**ASSIGNED TASK:** In the listing below, find the line with "use crate::resource::units::two_decimals;", then repeat exactly every line from the top through that one.

**GIVEN RECORDS:**

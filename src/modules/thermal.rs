//! Thermal zones under /sys/class/thermal.

use crate::error::{ResolveError, ResolveResult};
use crate::modules::{Module, segment};
use crate::platform::{Permission, Platform};
use crate::resource::units::two_decimals;
use crate::resource::{Identifier, Item, Resource, Screen, Text};

use std::sync::Arc;

const THERMAL: &str = "/sys/class/thermal";

pub struct ThermalModule {
    platform: Arc<Platform>,
}

impl ThermalModule {
    pub fn new(platform: Arc<Platform>) -> Self {
        Self { platform }
    }

    fn zones(&self) -> ResolveResult<Vec<String>> {
        match self.platform.list_dir(THERMAL) {
            Ok(names) => Ok(names
                .into_iter()
                .filter(|name| name.starts_with("thermal_zone"))
                .collect()),
            Err(ResolveError::NotFound) => Ok(Vec::new()),
            Err(e) => Err(e),
        }
    }

    fn attr(&self, zone: &str, attr: &str) -> Option<String> {
        self.platform.attr(&format!("{}/{}/{}", THERMAL, zone, attr))
    }

    fn temperature(&self, zone: &str) -> Option<String> {
        self.attr(zone, "temp")
            .and_then(|t| t.parse::<i64>().ok())
            .map(celsius)
    }

    fn zone(&self, identifier: &Identifier, zone: &str) -> ResolveResult<Screen> {
        if !self.zones()?.iter().any(|z| z == zone) {
            return Err(ResolveError::NotFound);
        }

        let kind = self.attr(zone, "type");
        Ok(Screen::dialog(
            identifier.clone(),
            Text::literal(kind.clone().unwrap_or_else(|| zone.to_string())),
            vec![
                Item::new("type", Text::key("thermal_type")).maybe_value(kind),
                Item::new("temperature", Text::key("thermal_temperature"))
                    .maybe_value(self.temperature(zone)),
                Item::new("policy", Text::key("thermal_policy"))
                    .maybe_value(self.attr(zone, "policy")),
                Item::new("mode", Text::key("thermal_mode")).maybe_value(self.attr(zone, "mode")),
            ],
        ))
    }
}

/// Millidegrees Celsius => "45.5 °C".
fn celsius(millis: i64) -> String {
    format!("{} °C", two_decimals(millis as f64 / 1000.0))
}

impl Module for ThermalModule {
    fn id(&self) -> &str {
        "thermal"
    }

    fn name(&self) -> Text {
        Text::key("thermal")
    }

    fn description(&self) -> Text {
        Text::key("thermal_description")
    }

    fn required_permissions(&self) -> &[Permission] {
        &[Permission::ReadThermalZones]
    }

    fn resolve(&self, identifier: &Identifier) -> ResolveResult<Resource> {
        let screen = match (segment(identifier, 0), identifier.path.len()) {
            (None, _) => {
                let items = self
                    .zones()?
                    .into_iter()
                    .map(|zone| {
                        let title = self.attr(&zone, "type").unwrap_or_else(|| zone.clone());
                        Item::new(&zone, Text::literal(title))
                            .maybe_value(self.temperature(&zone))
                            .navigate_to(identifier / zone.as_str())
                    })
                    .collect();
                Screen::item_list(identifier.clone(), self.name(), items)
            }
            (Some(zone), 1) => self.zone(identifier, zone)?,
            _ => return Err(ResolveError::NotFound),
        };
        Ok(screen.into())
    }
}
//! Display strings: literals or keys into the English string catalog.

use std::fmt;

#[derive(Debug, Clone, PartialEq, Eq)]
pub enum Text {
    Literal(String),
    Key {
        key: &'static str,
        args: Vec<String>,
    },
}

impl Text {
    pub fn literal(value: impl Into<String>) -> Self {
        Text::Literal(value.into())
    }

    pub fn key(key: &'static str) -> Self {
        Text::Key {
            key,
            args: Vec::new(),
        }
    }

    pub fn key_with(key: &'static str, args: impl IntoIterator<Item = impl ToString>) -> Self {
        Text::Key {
            key,
            args: args.into_iter().map(|a| a.to_string()).collect(),
        }
    }

    /// Render against the catalog. Unknown keys render as the key itself.
    pub fn render(&self) -> String {
        match self {
            Text::Literal(s) => s.clone(),
            Text::Key { key, args } => match lookup(key) {
                Some(template) => fill(template, args),
                None => key.to_string(),
            },
        }
    }
}

impl fmt::Display for Text {
    fn fmt(&self, f: &mut fmt::Formatter<'_>) -> fmt::Result {
        f.write_str(&self.render())
    }
}

/// Replace each `{}` in order; surplus placeholders stay as they are.
fn fill(template: &str, args: &[String]) -> String {
    let mut out = String::with_capacity(template.len());
    let mut args = args.iter();
    let mut rest = template;
    while let Some(pos) = rest.find("{}") {
        out.push_str(&rest[..pos]);
        match args.next() {
            Some(arg) => out.push_str(arg),
            None => out.push_str("{}"),
        }
        rest = &rest[pos + 2..];
    }
    out.push_str(rest);
    out
}

fn lookup(key: &str) -> Option<&'static str> {
    CATALOG
        .binary_search_by(|(k, _)| (*k).cmp(key))
        .ok()
        .map(|idx| CATALOG[idx].1)
}

// Sorted by key.
const CATALOG: &[(&str, &str)] = &[
    ("app_name", "Athena"),
    ("build", "Build"),
    ("build_bootloader", "Bootloader version"),
    ("build_codename", "Version codename"),
    ("build_date", "Build date"),
    ("build_description", "Build information and firmware versions"),
    ("build_display", "Display ID"),
    ("build_fingerprint", "Fingerprint"),
    ("build_firmware", "Firmware"),
    ("build_host", "Build host"),
    ("build_id", "Build ID"),
    ("build_incremental", "Incremental version"),
    ("build_information", "Information"),
    ("build_radio", "Radio version"),
    ("build_release", "Android version"),
    ("build_sdk", "SDK version"),
    ("build_security_patch", "Security patch"),
    ("build_tags", "Tags"),
    ("build_type", "Build type"),
    ("build_user", "Build user"),
    ("cpu", "CPU"),
    ("cpu_abi", "ABI"),
    ("cpu_cpufreq", "Frequency scaling"),
    ("cpu_description", "Processors, cores and frequencies"),
    ("cpu_freq_current", "Current frequency"),
    ("cpu_freq_max", "Maximum frequency"),
    ("cpu_freq_min", "Minimum frequency"),
    ("cpu_general", "General"),
    ("cpu_governor", "Governor"),
    ("cpu_hardware", "Hardware"),
    ("cpu_processor_title", "CPU {}"),
    ("cpu_processors", "Processors"),
    ("cpu_supported_abis", "Supported ABIs"),
    ("device", "Device"),
    ("device_board", "Board"),
    ("device_brand", "Brand"),
    ("device_description", "Device identity and kernel"),
    ("device_device", "Device"),
    ("device_hardware", "Hardware"),
    ("device_hostname", "Hostname"),
    ("device_kernel", "Kernel"),
    ("device_manufacturer", "Manufacturer"),
    ("device_model", "Model"),
    ("device_os_release", "OS release"),
    ("device_os_type", "OS type"),
    ("device_uptime", "Uptime"),
    ("display", "Display"),
    ("display_description", "Connected displays and modes"),
    ("display_dpms", "DPMS"),
    ("display_enabled", "Enabled"),
    ("display_general", "General"),
    ("display_modes", "Modes"),
    ("display_status", "Status"),
    ("health", "Health"),
    ("health_capacity", "Capacity"),
    ("health_charge_counter", "Charge counter"),
    ("health_charge_full", "Full charge"),
    ("health_current", "Current"),
    ("health_description", "Batteries and power supplies"),
    ("health_general", "General"),
    ("health_health", "Health"),
    ("health_online", "Online"),
    ("health_present", "Present"),
    ("health_status", "Status"),
    ("health_technology", "Technology"),
    ("health_temperature", "Temperature"),
    ("health_type", "Type"),
    ("health_voltage", "Voltage"),
    ("input", "Input"),
    ("input_bus", "Bus"),
    ("input_description", "Input devices"),
    ("input_handlers", "Handlers"),
    ("input_name", "Name"),
    ("input_phys", "Physical path"),
    ("input_product", "Product ID"),
    ("input_sysfs", "Sysfs path"),
    ("input_vendor", "Vendor ID"),
    ("input_version", "Version"),
    ("kernel_complete_version", "Complete version"),
    ("kernel_version", "Version"),
    ("list_no_elements", "No elements"),
    ("no", "No"),
    ("storage", "Storage"),
    ("storage_available", "Available"),
    ("storage_cached", "Cached"),
    ("storage_description", "Memory, partitions and mounts"),
    ("storage_free", "Free"),
    ("storage_memory", "Memory"),
    ("storage_mounts", "Mounts"),
    ("storage_partitions", "Partitions"),
    ("storage_swap_free", "Swap free"),
    ("storage_swap_total", "Swap total"),
    ("storage_total", "Total"),
    ("system_properties", "System properties"),
    ("system_properties_description", "All readable system properties"),
    ("thermal", "Thermal"),
    ("thermal_description", "Thermal zones and temperatures"),
    ("thermal_mode", "Mode"),
    ("thermal_policy", "Policy"),
    ("thermal_temperature", "Temperature"),
    ("thermal_type", "Type"),
    ("unknown_value_enum", "Unknown ({}, {})"),
    ("unknown_value_number", "Unknown ({})"),
    ("yes", "Yes"),
];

**EXPECTED ANSWER:**
filename src/modules/thermal.rs
//! Thermal zones under /sys/class/thermal.

use crate::error::{ResolveError, ResolveResult};
use crate::modules::{Module, segment};
use crate::platform::{Permission, Platform};
use crate::resource::units::two_decimals;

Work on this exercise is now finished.